Gouvernement d’union nationale…
L’opposition aborde ce nouveau contexte divisée en deux camps. Le premier rassemble les partisans d’une transition douce que conduirait un gouvernement de coalition. Il comprend le Parti démocratique progressiste (PDP) de Mohamed Nedjib Chebbi, le Forum démocratique pour le travail et les libertés (FDTL) de Mustapha Ben Jafaar et El Tajdid (ancien Parti communiste), présidé par Ahmed Brahim. Les deux premières personnalités ont en commun d’avoir été empêchés de se porter candidats aux présidentielles par une loi électorale qui exigeait d’eux le soutien préalable à leur candidature de dizaines d’élus. Ahmed Brahim, quant à lui, a affronté Ben Ali lors de l’élection de 2009 et, naturellement, il n’avait nulle chance d’obtenir plus que 1,57 % des suffrages exprimés. Les trois hommes ont, toutefois, des parcours contrastés. Mohamed Nejdib Chebbi est issu de la gauche radicale, plus précisément de l’organisation maoïsante appelée El Amel El Tounsi (le Travailleur tunisien), dont est également issu le Parti communiste ouvrier de Tunisie (PCOT). Mustapha Ben Jafaar est un ancien militant du Parti socialiste destourien (ancêtre du Rassemblement constitutionnel démocratique, RCD) qu’il a quitté avant de créer, avec d’autres dissidents, le Mouvement des démocrates socialistes (MDS), en 1978, et le FDTL, en 1994.
…Assemblée constituante
Le second camp estime qu’une véritable transition passe par le « démantèlement du système Ben Ali » et l’élection d’une assemblée constituante qui rédigerait une nouvelle Constitution. Il comprend le PCOT et le mouvement islamiste El Nahda, qui ne rejette pas l’option d’un gouvernement d’union (Habib El Louz, Al Jazeera, 16 janvier 2011) s’il n’est pas conduit par un des symboles du RCD, à l’image de l’actuel Premier-ministre (Rached Ghanouchi, Al Jazeera, 15 janvier). Cette attitude est partagée par des militants démocrates à l’exemple de Sihem Ben Sedrine, du Conseil national pour les libertés (CNLT). Le Congrès pour la République (CPR) de l’ancien président de la Ligue tunisienne des droits de l’homme, Moncef Merzouki, paraît proche des positions radicales de ses anciens partenaires au sein du « Front démocratique du 18 Octobre ». Comme les responsables d’El Nahda, il accepte l’idée d’un gouvernement unitaire mais pas dans le cadre du système-RCD (« El Watan, 15 janvier 2011).

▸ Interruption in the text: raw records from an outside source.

// ===============================
// src/pubsub.rs
// ===============================
//
// Transport boundary: the core only subscribes and acks.
// MemoryPubsub is the in-process broker used by the replay harness/tests.
// Every message carries a broker-wide publish sequence number, so a
// subscriber of several topics can recover cross-topic publish order.
//
use ahash::AHashMap as HashMap;
use std::sync::{
    atomic::{AtomicU64, Ordering},
    Arc, Mutex, MutexGuard,
};
use thiserror::Error;
use tokio::sync::mpsc;

#[derive(Debug, Error, PartialEq)]
pub enum PubsubError {
    #[error("topic {0} is closed")]
    Closed(String),
}

/// One delivery. Call `ack` only after its effect has been applied.
#[derive(Debug)]
pub struct Message {
    /// Publish order across all topics of the broker.
    pub seq: u64,
    pub payload: Vec<u8>,
    acks: Option<Arc<AtomicU64>>,
}

impl Message {
    pub fn new(seq: u64, payload: Vec<u8>) -> Self {
        Self { seq, payload, acks: None }
    }

    pub fn ack(self) {
        if let Some(acks) = self.acks {
            acks.fetch_add(1, Ordering::Relaxed);
        }
    }
}

pub trait Pubsub {
    /// Per-topic publish order is preserved for each subscriber and `seq`
    /// grows with publish order across topics. The stream ends when the
    /// topic is closed.
    fn subscribe(&self, topic: &str) -> Result<mpsc::UnboundedReceiver<Message>, PubsubError>;
}

#[derive(Debug, Default)]
struct Topic {
    subs: Vec<mpsc::UnboundedSender<Message>>,
    acks: Arc<AtomicU64>,
    closed: bool,
}

#[derive(Debug, Default)]
struct Topics {
    by_name: HashMap<String, Topic>,
    next_seq: u64,
}

#[derive(Debug, Default)]
pub struct MemoryPubsub {
    topics: Mutex<Topics>,
}

impl MemoryPubsub {
    pub fn new() -> Self {
        Self::default()
    }

    fn topics(&self) -> MutexGuard<'_, Topics> {
        // lock poisoning tidak membuat state topic jadi invalid
        self.topics.lock().unwrap_or_else(|e| e.into_inner())
    }

    /// Fans `payload` out to every live subscriber, in subscription order.
    /// Sequence numbers are taken under the broker lock, so `seq` order is
    /// also send order.
    pub fn publish(&self, topic: &str, payload: Vec<u8>) -> Result<(), PubsubError> {
        let mut topics = self.topics();
        topics.next_seq += 1;
        let seq = topics.next_seq;
        let t = topics.by_name.entry(topic.to_string()).or_default();
        if t.closed {
            return Err(PubsubError::Closed(topic.to_string()));
        }
        let acks = t.acks.clone();
        t.subs.retain(|tx| {
            tx.send(Message { seq, payload: payload.clone(), acks: Some(acks.clone()) })
                .is_ok()
        });
        Ok(())
    }

    /// Ends every subscriber stream on `topic`.
    pub fn close(&self, topic: &str) {
        let mut topics = self.topics();
        let t = topics.by_name.entry(topic.to_string()).or_default();
        t.closed = true;
        t.subs.clear();
    }

    pub fn acked(&self, topic: &str) -> u64 {
        self.topics()
            .by_name
            .get(topic)
            .map(|t| t.acks.load(Ordering::Relaxed))
            .unwrap_or(0)
    }
}

impl Pubsub for MemoryPubsub {
    fn subscribe(&self, topic: &str) -> Result<mpsc::UnboundedReceiver<Message>, PubsubError> {
        let mut topics = self.topics();
        let t = topics.by_name.entry(topic.to_string()).or_default();
        if t.closed {
            return Err(PubsubError::Closed(topic.to_string()));
        }
        let (tx, rx) = mpsc::unbounded_channel();
        t.subs.push(tx);
        Ok(rx)
    }
}

impl<P: Pubsub + ?Sized> Pubsub for Arc<P> {
    fn subscribe(&self, topic: &str) -> Result<mpsc::UnboundedReceiver<Message>, PubsubError> {
        (**self).subscribe(topic)
    }
}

PDP et El Tajdid : le préalable d’une amnistie générale
Il n’est pas sans signification que le premier camp soit composé de partis reconnus (le PDP depuis 1988, le FDTL depuis 2002 et El Tajdid depuis 1981, sous le nom de Parti communiste tunisien) qui espèrent passer à la postérité comme les artisans de la transition tout en faisant l’expérience de la gestion des affaires publiques. Ces partis ne jugent pas le présent cadre constitutionnel totalement inadéquat pour amorcer une mutation démocratique et perçoivent l’ancien-actuel Premier ministre, Mohamed Ghanouchi, comme une « personne non corrompue » (Attia Athmouni, du bureau politique du PDP « Le Journal du Dimanche », 16 janvier 2011). Ils ne conditionnent leur participation à un gouvernement d’union que par la proclamation d’une amnistie générale et la reconnaissance des courants qui « ont déjà déposé des demandes d’agrément sans jamais l’obtenir » (cette formulation pourrait exclure El Nahda). Ils évoquent, certes, la refonte de l’arsenal juridique hérité de l’ère Ben Ali (loi électorale, etc.), mais ils n’envisagent pas de la mener dans le cadre d’institutions totalement nouvelles. Le deuxième camp est composé, quant à lui, de partis qui n’ont pas subi seulement d’importantes restrictions à leur activité (PDP, El Tajdid), mais la négation pure et simple de leur droit à l’existence et qui redoutent que cette injustice ne perdure encore. Le PCOT et El Nahda attirent l’attention sur le fait que la Constitution tunisienne a été taillée sur mesure pour les deux seuls présidents qui ont gouverné le pays depuis son indépendance, il y a de cela 55 ans. Ils rappellent que le 7 novembre 1987, Ben Ali a fait à l’opposition des promesses d’ouverture avant de lui réserver une impitoyable répression.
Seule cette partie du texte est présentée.